Lao American visual artists Chantala Kommanivanh and Aloun Phoulavan have a joint show together at the New Rules collaborative space in North Minneapolis until December. They are located at 2015 N. Lowry Avenue.
Chantala Kommanivanh is a high energy and engaged emerging Laotian American artist. He is both a visual artist and has an active role as one half of the dynamic hip-hop duo “Maintenance Crew” with whom he has released 4 full-length albums. The rap music and the visual work have areas of overlap in terms of their meaning and content. His work has been displayed in four solo exhibitions in the Chicago area galleries and has been included in numerous group and invitational exhibitions in the U.S. He received his Master of Fine Art at UW-Milwaukee Peck School of the Arts in 2014 emphasizing in painting and drawing. Throughout his career Chantala achieved numerous awards such as the Union League Civic Arts foundation award and a two-time A.O.P Fellowship award recipient. Chantala Kommanivanh currently lives and works in Chicago as a practicing visual artist and a professor of the arts at Northeastern Illinois University.
Aloun Phoulavan was born in Vientiane, Laos in 1971 and raised in Northeast Thailand. He is the second oldest of five children born to immigrant Lao-Thai parents. He and his family arrived in the United States in 1976 as part of the first wave of Southeast Asian immigrants. His family was sponsored by a church, which led them to settling down in south central Wisconsin. Aloun has been teaching art for eleven years, of which ten of those years he spent teaching grades K-12 in the St. Paul Public Schools. Currently, he teaches Reading at Como Park Senior High in St.
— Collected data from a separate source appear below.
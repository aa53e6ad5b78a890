#[cfg(test)]
pub mod storefront_tests;
#[cfg(test)]
pub mod utils;
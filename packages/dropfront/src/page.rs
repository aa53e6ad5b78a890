//! Page URL parameters resolved against configured defaults.

use crate::config::Config;
use alloy_primitives::Address;
use dropfront_types::MAX_QUANTITY;
use serde::{Deserialize, Serialize};
use std::str::FromStr;

pub const NO_CONTRACT: &str = "No contract address provided";

/// Named accents accepted by `primaryColor`.
pub const COLORS: [(&str, &str); 9] = [
    ("purple", "#7C3AED"),
    ("blue", "#3B82F6"),
    ("orange", "#F59E0B"),
    ("pink", "#EC4899"),
    ("green", "#10B981"),
    ("red", "#EF4444"),
    ("teal", "#14B8A6"),
    ("cyan", "#22D3EE"),
    ("yellow", "#FBBF24"),
];

/// Raw query string of the page URL.
#[derive(Debug, Clone, Default, Deserialize)]
pub struct PageQuery {
    pub contract: Option<String>,
    #[serde(rename = "primaryColor")]
    pub primary_color: Option<String>,
    pub theme: Option<String>,
    pub wallet: Option<String>,
    pub quantity: Option<String>,
}

impl PageQuery {
    /// Connected wallet; absent or malformed means not connected.
    pub fn wallet(&self) -> Option<Address> {
        parse_address(self.wallet.as_deref()?)
    }

    /// Requested quantity; values outside `1..=10` keep the default of 1.
    pub fn quantity(&self) -> u32 {
        self.quantity
            .as_deref()
            .and_then(|q| q.trim().parse::<u32>().ok())
            .filter(|q| (1..=MAX_QUANTITY).contains(q))
            .unwrap_or(1)
    }
}

#[derive(Debug, Clone, Copy, PartialEq, Eq, Default, Serialize)]
#[serde(rename_all = "lowercase")]
pub enum Theme {
    #[default]
    Light,
    Dark,
}

impl Theme {
    fn parse(raw: &str) -> Self {
        if raw.trim().eq_ignore_ascii_case("dark") {
            Theme::Dark
        } else {
            Theme::Light
        }
    }
}

/// Display and contract selection for one page render.
#[derive(Debug, Clone, PartialEq, Eq)]
pub struct PageConfig {
    pub contract: Address,
    pub primary_color: Option<String>,
    pub theme: Theme,
}

impl PageConfig {
    pub fn resolve(query: &PageQuery, config: &Config) -> Result<Self, crate::Error> {
        let contract = non_empty(query.contract.as_deref())
            .or_else(|| non_empty(config.default_contract.as_deref()))
            .and_then(parse_address)
            .ok_or_else(|| crate::Error::BadRequest(NO_CONTRACT.into()))?;

        let primary_color = non_empty(query.primary_color.as_deref())
            .or_else(|| non_empty(config.default_primary_color.as_deref()))
            .map(resolve_color);

        let theme = non_empty(query.theme.as_deref())
            .or_else(|| non_empty(config.default_theme.as_deref()))
            .map(Theme::parse)
            .unwrap_or_default();

        Ok(Self {
            contract,
            primary_color,
            theme,
        })
    }
}

/// Palette names map to their hex code; anything else passes through.
pub fn resolve_color(raw: &str) -> String {
    let name = raw.trim();
    COLORS
        .iter()
        .find(|(key, _)| key.eq_ignore_ascii_case(name))
        .map(|(_, hex)| hex.to_string())
        .unwrap_or_else(|| name.to_string())
}

pub fn parse_address(raw: &str) -> Option<Address> {
    Address::from_str(raw.trim()).ok()
}

fn non_empty(raw: Option<&str>) -> Option<&str> {
    raw.map(str::trim).filter(|s| !s.is_empty())
}
//! Authentication and request correlation middleware.

use crate::metrics::METRICS;
use crate::mint::MintSubmitter;
use crate::queries::DropQueries;
use crate::state::AppState;
use axum::extract::{Request, State};
use axum::http::{HeaderValue, StatusCode};
use axum::middleware::Next;
use axum::response::{IntoResponse, Response};
use std::sync::atomic::Ordering;
use std::sync::Arc;
use subtle::ConstantTimeEq;
use tracing::warn;

/// Validate `X-Api-Key` or `Authorization: Bearer` against `api_key`.
/// Open when no key is configured, which config validation only allows
/// while mints are paid by the minting wallet itself.
pub async fn api_key_auth<Q: DropQueries, S: MintSubmitter>(
    State(state): State<Arc<AppState<Q, S>>>,
    request: Request,
    next: Next,
) -> Response {
    let Some(expected) = state.config.mint_api_key() else {
        return next.run(request).await;
    };

    let provided = request
        .headers()
        .get("x-api-key")
        .and_then(|v| v.to_str().ok())
        .or_else(|| {
            request
                .headers()
                .get("authorization")
                .and_then(|v| v.to_str().ok())
                .and_then(|s| s.strip_prefix("Bearer "))
        });

    match provided {
        Some(key)
            if key.len() == expected.len() && key.as_bytes().ct_eq(expected.as_bytes()).into() =>
        {
            next.run(request).await
        }
        _ => {
            METRICS.mint_unauthorized.fetch_add(1, Ordering::Relaxed);
            warn!(path = %request.uri().path(), "Rejected request without valid API key");
            let body = serde_json::json!({
                "success": false,
                "error": "Unauthorized: invalid or missing API key"
            });
            (StatusCode::UNAUTHORIZED, axum::Json(body)).into_response()
        }
    }
}

/// Propagate or generate `x-request-id` for end-to-end correlation.
pub async fn inject_request_id(mut request: Request, next: Next) -> Response {
    let request_id = request
        .headers()
        .get("x-request-id")
        .and_then(|v| v.to_str().ok())
        .map(|s| s.to_string())
        .unwrap_or_else(|| {
            use rand::Rng;
            let mut rng = rand::thread_rng();
            format!("drop-{:016x}", rng.gen::<u64>())
        });

    request
        .extensions_mut()
        .insert(RequestId(request_id.clone()));

    let mut response = next.run(request).await;

    if let Ok(val) = HeaderValue::from_str(&request_id) {
        response.headers_mut().insert("x-request-id", val);
    }

    response
}

/// Request correlation ID, extractable from `Request::extensions()`.
#[derive(Clone, Debug)]
pub struct RequestId(pub String);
Paul, MN.
In 2015, New Rules founder Chris Webley conducted a design-thinking workshop using problem solving processes aimed to identify the needs of a diverse creatives, professionals, & community members. As a result of their event, over 200 people shared their need for accessibility, communal workspace, places to be collectively innovative, and gain opportunities to share-skills with like-minded individuals. In 2015, they purchased the historic commercial complex located at 2015 N. Lowry and over the course of 18 months, they’ve invested over 5,000 hours in sweat equity and over thousands in personal savings to restore the building to what it is today — New Rules, a new legacy for North MPLS.
The exhibition was put together by The SEAD Project. Started in 2010, The SEAD Project (Southeast Asian Diaspora Development) is a creative social organization on a mission to be an accessible community hub that provides streamlined pop-up workshops on language learning, storytelling, cultural exchanges and knowledge-sharing for Southeast Asian diaspora communities. Through safe and welcoming spaces, we hope to connect the disconnected and drive empowerment to plant the seeds of hope and possibility, locally and globally. Since 2015, SEAD is a legally recognized 501c3 nonprofit organization based in Minneapolis, Minnesota and Vientiane, Laos (Ban Phon Village, Phone Hong District).